Problem statement
Please return every line of the records below that contains the word "Option".

Extracted material
◆ ◆ ◆

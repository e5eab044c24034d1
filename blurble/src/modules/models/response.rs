use crate::modules::models::tables::{
    AllTimeStats, BestScores, HistoryRow, HistoryStats, Quote, ScoreRecord, User,
};
use chrono::{DateTime, Utc};
use serde::Serialize;

#[derive(Debug, Serialize)]
#[serde(rename_all = "camelCase")]
pub struct SubmitScoreResponse {
    pub id: i64,
    pub wpm: f64,
    pub accuracy: f64,
    pub message: String,
}

/// One ranked leaderboard line: a user's best run of the day. `time` is the
/// run duration in seconds derived from the quote length, omitted for
/// quote-less runs.
#[derive(Debug, Serialize, PartialEq)]
#[serde(rename_all = "camelCase")]
pub struct LeaderboardEntry {
    pub username: String,
    pub wpm: f64,
    pub accuracy: f64,
    pub played_at: DateTime<Utc>,
    #[serde(skip_serializing_if = "Option::is_none")]
    pub time: Option<f64>,
}

#[derive(Debug, Serialize)]
#[serde(rename_all = "camelCase")]
pub struct ScoreSummary {
    pub wpm: f64,
    pub accuracy: f64,
    pub played_at: DateTime<Utc>,
}

impl From<ScoreRecord> for ScoreSummary {
    fn from(record: ScoreRecord) -> Self {
        Self {
            wpm: record.wpm,
            accuracy: record.accuracy,
            played_at: record.played_at,
        }
    }
}

#[derive(Debug, Serialize)]
#[serde(rename_all = "camelCase")]
pub struct BestToday {
    pub max_wpm: Option<f64>,
    pub max_accuracy: Option<f64>,
}

impl From<BestScores> for BestToday {
    fn from(best: BestScores) -> Self {
        Self {
            max_wpm: best.max_wpm,
            max_accuracy: best.max_accuracy,
        }
    }
}

#[derive(Debug, Serialize)]
pub struct MyScoresResponse {
    pub scores: Vec<ScoreSummary>,
    pub best: BestToday,
}

#[derive(Debug, Serialize)]
#[serde(rename_all = "camelCase")]
pub struct MyStatsResponse {
    pub total_games: i64,
    pub avg_wpm: Option<f64>,
    pub best_wpm: Option<f64>,
    pub avg_accuracy: Option<f64>,
}

impl From<AllTimeStats> for MyStatsResponse {
    fn from(stats: AllTimeStats) -> Self {
        Self {
            total_games: stats.total_games,
            avg_wpm: stats.avg_wpm,
            best_wpm: stats.best_wpm,
            avg_accuracy: stats.avg_accuracy,
        }
    }
}

#[derive(Debug, Serialize)]
#[serde(rename_all = "camelCase")]
pub struct HistoryEntry {
    pub wpm: f64,
    pub accuracy: f64,
    pub played_at: DateTime<Utc>,
    pub quote_text: Option<String>,
    pub quote_source: Option<String>,
}

impl From<HistoryRow> for HistoryEntry {
    fn from(row: HistoryRow) -> Self {
        Self {
            wpm: row.wpm,
            accuracy: row.accuracy,
            played_at: row.played_at,
            quote_text: row.quote_text,
            quote_source: row.quote_source,
        }
    }
}

#[derive(Debug, Serialize)]
#[serde(rename_all = "camelCase")]
pub struct HistoryStatsResponse {
    pub total_games: i64,
    pub best_wpm: Option<f64>,
    pub avg_wpm: Option<f64>,
    pub days_played: i64,
}

impl From<HistoryStats> for HistoryStatsResponse {
    fn from(stats: HistoryStats) -> Self {
        Self {
            total_games: stats.total_games,
            best_wpm: stats.best_wpm,
            avg_wpm: stats.avg_wpm,
            days_played: stats.days_played,
        }
    }
}

#[derive(Debug, Serialize)]
pub struct HistoryResponse {
    pub scores: Vec<HistoryEntry>,
    pub stats: HistoryStatsResponse,
}

#[derive(Debug, Serialize)]
pub struct UserResponse {
    pub id: i64,
    pub username: String,
}

impl From<User> for UserResponse {
    fn from(user: User) -> Self {
        Self {
            id: user.id,
            username: user.username,
        }
    }
}

#[derive(Debug, Serialize)]
pub struct AuthResponse {
    pub user: UserResponse,
    pub token: String,
}

#[derive(Debug, Serialize)]
pub struct QuoteResponse {
    pub id: i64,
    pub text: String,
    pub source: Option<String>,
}

impl From<Quote> for QuoteResponse {
    fn from(quote: Quote) -> Self {
        Self {
            id: quote.id,
            text: quote.text,
            source: quote.source,
        }
    }
}

#[derive(Debug, Serialize)]
pub struct HealthResponse {
    pub status: String,
    pub timestamp: DateTime<Utc>,
}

◆ ◆ ◆

Written response
    #[serde(skip_serializing_if = "Option::is_none")]
    pub time: Option<f64>,
    pub max_wpm: Option<f64>,
    pub max_accuracy: Option<f64>,
    pub avg_wpm: Option<f64>,
    pub best_wpm: Option<f64>,
    pub avg_accuracy: Option<f64>,
    pub quote_text: Option<String>,
    pub quote_source: Option<String>,
    pub best_wpm: Option<f64>,
    pub avg_wpm: Option<f64>,
    pub source: Option<String>,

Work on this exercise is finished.